[[ Data supplied, beginning ]]
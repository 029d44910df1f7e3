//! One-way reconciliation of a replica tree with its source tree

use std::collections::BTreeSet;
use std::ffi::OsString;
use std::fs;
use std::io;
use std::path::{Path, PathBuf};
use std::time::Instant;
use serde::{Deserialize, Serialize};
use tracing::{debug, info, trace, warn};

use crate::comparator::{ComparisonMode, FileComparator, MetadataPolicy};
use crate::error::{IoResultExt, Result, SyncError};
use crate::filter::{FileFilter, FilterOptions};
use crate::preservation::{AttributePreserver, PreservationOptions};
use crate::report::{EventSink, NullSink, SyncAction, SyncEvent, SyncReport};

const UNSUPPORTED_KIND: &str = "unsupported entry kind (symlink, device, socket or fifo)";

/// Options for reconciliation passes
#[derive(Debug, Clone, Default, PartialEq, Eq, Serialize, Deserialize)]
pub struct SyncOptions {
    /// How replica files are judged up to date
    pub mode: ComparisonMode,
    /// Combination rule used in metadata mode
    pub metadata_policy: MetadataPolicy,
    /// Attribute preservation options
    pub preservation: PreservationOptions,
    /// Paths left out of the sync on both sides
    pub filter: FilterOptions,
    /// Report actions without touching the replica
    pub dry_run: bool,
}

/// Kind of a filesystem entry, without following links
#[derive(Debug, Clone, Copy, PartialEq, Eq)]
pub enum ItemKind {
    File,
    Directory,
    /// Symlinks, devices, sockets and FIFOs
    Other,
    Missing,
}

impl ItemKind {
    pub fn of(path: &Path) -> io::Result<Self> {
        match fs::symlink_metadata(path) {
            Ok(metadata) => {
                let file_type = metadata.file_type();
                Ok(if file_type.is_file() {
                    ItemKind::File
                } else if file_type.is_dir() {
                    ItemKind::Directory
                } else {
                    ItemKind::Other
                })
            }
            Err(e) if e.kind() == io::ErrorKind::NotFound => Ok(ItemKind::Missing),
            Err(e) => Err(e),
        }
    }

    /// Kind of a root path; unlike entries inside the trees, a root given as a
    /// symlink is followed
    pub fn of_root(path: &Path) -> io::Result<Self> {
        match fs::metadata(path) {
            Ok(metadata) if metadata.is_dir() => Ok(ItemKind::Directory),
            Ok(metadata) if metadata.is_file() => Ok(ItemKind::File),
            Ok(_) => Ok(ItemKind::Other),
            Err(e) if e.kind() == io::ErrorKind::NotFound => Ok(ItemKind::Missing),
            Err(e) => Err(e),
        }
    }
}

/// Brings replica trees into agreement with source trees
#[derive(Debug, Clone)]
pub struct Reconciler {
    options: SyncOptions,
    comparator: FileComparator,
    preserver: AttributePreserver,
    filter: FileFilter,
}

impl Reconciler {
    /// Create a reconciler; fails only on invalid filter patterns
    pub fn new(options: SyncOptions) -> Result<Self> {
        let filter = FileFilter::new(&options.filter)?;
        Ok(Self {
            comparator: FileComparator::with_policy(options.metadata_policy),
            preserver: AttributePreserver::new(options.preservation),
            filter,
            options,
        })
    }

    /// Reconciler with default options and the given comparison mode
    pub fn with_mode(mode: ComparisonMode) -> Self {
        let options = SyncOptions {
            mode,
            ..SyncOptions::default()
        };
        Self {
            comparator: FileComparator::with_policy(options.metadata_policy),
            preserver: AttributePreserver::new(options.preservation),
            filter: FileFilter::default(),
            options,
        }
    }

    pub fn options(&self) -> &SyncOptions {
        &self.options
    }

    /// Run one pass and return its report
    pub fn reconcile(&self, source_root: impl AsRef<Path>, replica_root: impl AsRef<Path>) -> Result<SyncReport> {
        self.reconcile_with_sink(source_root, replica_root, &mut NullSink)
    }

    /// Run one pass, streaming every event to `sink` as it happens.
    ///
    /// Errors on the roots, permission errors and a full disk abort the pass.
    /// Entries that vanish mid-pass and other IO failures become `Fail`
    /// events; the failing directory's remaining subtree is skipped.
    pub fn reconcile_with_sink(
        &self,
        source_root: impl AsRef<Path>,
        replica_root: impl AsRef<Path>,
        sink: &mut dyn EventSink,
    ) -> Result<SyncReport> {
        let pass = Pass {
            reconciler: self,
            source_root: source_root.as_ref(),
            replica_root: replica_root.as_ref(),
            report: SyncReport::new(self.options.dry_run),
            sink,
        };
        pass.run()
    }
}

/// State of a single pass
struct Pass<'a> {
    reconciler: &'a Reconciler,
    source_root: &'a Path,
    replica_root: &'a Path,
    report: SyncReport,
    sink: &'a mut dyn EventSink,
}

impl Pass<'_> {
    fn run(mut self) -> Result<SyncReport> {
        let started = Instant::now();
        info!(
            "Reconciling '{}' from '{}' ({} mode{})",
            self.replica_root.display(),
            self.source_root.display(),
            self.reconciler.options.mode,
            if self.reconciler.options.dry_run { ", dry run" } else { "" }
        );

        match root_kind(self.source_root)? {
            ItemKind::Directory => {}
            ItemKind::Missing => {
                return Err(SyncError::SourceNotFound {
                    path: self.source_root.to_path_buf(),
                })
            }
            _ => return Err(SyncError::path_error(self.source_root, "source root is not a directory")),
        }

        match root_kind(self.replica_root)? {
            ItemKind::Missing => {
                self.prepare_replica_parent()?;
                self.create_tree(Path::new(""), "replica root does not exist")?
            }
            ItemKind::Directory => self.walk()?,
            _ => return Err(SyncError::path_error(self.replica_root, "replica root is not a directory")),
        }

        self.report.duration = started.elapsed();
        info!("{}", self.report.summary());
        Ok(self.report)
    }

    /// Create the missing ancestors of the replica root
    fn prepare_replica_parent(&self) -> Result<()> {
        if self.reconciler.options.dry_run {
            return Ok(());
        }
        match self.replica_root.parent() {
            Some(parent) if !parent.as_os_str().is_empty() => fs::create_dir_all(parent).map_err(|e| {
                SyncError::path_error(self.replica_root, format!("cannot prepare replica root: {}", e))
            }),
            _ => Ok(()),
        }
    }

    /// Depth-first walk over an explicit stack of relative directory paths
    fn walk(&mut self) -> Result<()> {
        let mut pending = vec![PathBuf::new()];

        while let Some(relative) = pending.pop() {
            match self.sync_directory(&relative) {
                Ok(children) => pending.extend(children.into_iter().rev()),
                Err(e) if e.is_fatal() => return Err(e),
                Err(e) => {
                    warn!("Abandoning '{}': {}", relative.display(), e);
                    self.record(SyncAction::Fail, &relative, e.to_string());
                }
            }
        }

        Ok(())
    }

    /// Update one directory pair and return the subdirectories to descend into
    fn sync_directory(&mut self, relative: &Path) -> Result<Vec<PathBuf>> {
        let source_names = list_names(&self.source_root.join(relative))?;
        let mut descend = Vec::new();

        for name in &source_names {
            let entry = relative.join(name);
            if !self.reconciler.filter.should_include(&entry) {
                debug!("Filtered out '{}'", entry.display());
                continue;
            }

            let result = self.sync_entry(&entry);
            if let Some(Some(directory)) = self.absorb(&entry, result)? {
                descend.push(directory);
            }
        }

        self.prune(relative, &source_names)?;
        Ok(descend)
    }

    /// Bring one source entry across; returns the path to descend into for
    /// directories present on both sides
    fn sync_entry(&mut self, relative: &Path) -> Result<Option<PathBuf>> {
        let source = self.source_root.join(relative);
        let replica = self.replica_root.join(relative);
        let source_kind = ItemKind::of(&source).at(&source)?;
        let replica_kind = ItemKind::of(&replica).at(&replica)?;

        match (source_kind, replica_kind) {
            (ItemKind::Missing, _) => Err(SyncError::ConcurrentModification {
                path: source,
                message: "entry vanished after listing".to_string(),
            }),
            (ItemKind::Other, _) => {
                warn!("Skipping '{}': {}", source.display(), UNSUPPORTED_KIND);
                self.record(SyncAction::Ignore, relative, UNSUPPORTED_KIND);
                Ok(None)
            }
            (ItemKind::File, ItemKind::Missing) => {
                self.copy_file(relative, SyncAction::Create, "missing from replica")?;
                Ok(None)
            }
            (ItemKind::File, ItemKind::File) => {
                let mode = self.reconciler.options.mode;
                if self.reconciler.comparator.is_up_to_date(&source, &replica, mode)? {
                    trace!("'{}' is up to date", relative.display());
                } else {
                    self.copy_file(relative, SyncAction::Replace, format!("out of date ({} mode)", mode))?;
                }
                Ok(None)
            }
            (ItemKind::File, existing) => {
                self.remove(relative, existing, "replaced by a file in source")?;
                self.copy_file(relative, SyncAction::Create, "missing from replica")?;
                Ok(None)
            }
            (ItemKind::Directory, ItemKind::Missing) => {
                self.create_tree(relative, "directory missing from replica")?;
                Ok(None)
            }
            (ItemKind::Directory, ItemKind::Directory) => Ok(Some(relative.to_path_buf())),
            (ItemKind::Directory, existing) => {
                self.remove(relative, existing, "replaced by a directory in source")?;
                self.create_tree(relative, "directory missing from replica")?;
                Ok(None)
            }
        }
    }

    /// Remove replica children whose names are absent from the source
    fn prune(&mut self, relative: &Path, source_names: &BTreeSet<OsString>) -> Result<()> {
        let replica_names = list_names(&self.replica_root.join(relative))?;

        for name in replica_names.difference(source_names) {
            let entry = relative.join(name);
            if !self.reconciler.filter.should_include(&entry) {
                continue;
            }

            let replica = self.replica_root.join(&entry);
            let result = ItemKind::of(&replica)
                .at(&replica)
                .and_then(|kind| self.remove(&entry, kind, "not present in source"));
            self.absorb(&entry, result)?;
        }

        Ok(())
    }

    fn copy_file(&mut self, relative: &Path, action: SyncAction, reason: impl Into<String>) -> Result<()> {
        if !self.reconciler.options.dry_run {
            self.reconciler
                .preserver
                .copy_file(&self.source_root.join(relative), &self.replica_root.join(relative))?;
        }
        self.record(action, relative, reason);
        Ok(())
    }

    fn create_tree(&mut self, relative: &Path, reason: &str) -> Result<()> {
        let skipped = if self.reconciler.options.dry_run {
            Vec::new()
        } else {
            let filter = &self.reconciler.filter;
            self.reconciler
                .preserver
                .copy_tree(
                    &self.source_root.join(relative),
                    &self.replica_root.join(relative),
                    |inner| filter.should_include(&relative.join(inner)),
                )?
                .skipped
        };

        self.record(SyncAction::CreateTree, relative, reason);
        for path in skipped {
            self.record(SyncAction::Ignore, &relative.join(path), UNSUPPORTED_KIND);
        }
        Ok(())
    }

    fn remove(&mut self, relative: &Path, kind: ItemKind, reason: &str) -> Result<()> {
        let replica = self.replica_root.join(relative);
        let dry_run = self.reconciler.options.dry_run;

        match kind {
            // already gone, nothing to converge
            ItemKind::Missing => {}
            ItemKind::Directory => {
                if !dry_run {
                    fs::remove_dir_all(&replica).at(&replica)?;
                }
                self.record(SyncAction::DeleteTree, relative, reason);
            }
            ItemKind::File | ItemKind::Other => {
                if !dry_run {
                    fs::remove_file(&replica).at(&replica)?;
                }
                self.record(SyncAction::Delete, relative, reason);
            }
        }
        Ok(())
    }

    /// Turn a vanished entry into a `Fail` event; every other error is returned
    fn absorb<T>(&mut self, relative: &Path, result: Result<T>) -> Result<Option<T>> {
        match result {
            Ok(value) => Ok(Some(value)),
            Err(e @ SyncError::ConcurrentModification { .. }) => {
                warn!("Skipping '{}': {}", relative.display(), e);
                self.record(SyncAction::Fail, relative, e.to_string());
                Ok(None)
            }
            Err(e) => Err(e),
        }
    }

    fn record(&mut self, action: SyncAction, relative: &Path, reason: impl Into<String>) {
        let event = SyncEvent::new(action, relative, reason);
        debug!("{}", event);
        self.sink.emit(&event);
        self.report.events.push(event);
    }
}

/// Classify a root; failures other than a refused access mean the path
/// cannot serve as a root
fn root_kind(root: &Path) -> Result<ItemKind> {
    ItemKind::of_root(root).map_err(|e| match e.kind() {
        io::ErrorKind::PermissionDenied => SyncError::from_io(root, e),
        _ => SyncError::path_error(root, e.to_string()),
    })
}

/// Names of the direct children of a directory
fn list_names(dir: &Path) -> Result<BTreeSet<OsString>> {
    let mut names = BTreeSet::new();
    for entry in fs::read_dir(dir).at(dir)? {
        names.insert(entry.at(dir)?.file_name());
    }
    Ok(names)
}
[[ Data supplied, end ]]
__Task instructions__
Within the listing, how many lines hold the word "Instant"? Only the number is to be given.

__Output of the task__
2